* Requirement: How many lines in this data contain the string "ValueEnum"? Reply with the number only.

* Provided data:
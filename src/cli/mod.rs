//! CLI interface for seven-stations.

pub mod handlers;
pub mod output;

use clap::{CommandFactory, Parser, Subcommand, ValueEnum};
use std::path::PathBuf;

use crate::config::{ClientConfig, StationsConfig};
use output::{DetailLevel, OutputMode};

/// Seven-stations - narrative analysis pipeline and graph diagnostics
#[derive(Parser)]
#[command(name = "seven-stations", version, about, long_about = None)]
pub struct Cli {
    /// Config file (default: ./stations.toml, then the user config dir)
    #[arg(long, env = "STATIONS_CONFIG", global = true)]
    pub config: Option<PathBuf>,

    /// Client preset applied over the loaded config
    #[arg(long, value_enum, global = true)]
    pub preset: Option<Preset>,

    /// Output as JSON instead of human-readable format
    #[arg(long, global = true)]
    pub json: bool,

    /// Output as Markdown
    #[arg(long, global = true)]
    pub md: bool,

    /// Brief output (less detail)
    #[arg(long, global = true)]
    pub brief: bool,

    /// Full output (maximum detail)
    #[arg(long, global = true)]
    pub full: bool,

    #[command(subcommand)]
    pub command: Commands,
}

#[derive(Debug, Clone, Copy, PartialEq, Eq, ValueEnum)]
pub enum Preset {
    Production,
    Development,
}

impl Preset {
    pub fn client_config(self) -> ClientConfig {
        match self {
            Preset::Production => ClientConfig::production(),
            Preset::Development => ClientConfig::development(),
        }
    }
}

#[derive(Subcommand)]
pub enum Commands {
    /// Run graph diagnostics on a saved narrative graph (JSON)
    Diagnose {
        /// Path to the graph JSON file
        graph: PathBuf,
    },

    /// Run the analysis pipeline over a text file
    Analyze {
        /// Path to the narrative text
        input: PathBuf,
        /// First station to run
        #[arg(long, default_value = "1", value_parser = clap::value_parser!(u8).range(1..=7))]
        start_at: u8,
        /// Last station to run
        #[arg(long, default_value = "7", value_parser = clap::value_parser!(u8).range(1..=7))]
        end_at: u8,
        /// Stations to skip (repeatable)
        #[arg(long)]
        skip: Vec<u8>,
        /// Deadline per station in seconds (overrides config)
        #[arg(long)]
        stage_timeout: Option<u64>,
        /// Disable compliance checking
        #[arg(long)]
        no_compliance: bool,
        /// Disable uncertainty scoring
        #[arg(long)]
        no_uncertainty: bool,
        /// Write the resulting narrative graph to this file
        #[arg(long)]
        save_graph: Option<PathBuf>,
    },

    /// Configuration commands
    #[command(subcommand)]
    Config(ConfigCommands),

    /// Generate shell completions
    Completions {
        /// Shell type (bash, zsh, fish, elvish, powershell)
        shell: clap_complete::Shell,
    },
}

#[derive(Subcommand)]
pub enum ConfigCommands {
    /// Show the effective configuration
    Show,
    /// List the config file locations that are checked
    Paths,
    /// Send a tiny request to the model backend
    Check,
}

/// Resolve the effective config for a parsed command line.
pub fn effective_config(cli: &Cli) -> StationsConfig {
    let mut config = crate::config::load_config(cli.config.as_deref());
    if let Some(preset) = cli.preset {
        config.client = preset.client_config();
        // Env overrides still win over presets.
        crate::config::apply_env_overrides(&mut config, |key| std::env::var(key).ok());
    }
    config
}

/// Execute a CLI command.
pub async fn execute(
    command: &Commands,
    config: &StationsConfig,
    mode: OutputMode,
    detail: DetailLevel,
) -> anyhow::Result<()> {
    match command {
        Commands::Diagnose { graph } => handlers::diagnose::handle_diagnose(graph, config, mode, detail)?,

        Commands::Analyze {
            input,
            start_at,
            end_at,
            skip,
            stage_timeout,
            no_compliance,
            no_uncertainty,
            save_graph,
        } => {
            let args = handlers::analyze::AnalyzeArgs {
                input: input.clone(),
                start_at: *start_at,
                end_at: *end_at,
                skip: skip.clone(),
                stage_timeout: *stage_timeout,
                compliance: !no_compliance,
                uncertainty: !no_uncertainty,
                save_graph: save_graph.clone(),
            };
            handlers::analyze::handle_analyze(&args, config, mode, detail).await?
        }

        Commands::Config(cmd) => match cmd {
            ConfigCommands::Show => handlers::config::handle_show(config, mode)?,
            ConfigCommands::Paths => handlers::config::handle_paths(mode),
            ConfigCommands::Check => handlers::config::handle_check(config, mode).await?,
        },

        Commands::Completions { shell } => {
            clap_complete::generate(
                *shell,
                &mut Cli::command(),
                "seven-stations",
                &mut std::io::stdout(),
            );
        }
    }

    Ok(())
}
...
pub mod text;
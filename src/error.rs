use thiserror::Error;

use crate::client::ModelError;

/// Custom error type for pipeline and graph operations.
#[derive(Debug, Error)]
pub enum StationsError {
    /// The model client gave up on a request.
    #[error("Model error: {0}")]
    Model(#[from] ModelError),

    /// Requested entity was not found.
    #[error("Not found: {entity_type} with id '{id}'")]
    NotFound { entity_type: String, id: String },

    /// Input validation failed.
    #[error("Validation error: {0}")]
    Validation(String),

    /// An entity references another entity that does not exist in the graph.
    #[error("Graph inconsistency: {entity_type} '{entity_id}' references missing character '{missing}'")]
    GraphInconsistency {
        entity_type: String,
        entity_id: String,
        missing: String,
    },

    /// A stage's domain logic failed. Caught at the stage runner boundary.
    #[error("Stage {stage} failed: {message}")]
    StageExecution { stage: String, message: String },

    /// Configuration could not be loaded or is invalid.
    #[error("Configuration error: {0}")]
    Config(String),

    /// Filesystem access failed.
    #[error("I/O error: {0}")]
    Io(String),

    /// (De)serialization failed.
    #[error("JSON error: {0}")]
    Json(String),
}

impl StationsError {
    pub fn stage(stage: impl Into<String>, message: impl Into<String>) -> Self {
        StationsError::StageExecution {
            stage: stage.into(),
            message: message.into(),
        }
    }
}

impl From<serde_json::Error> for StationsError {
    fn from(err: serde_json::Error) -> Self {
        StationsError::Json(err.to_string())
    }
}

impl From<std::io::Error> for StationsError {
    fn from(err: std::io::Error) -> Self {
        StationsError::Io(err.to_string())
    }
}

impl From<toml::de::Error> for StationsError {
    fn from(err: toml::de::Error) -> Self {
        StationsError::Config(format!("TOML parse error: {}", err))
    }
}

* Answer section: 2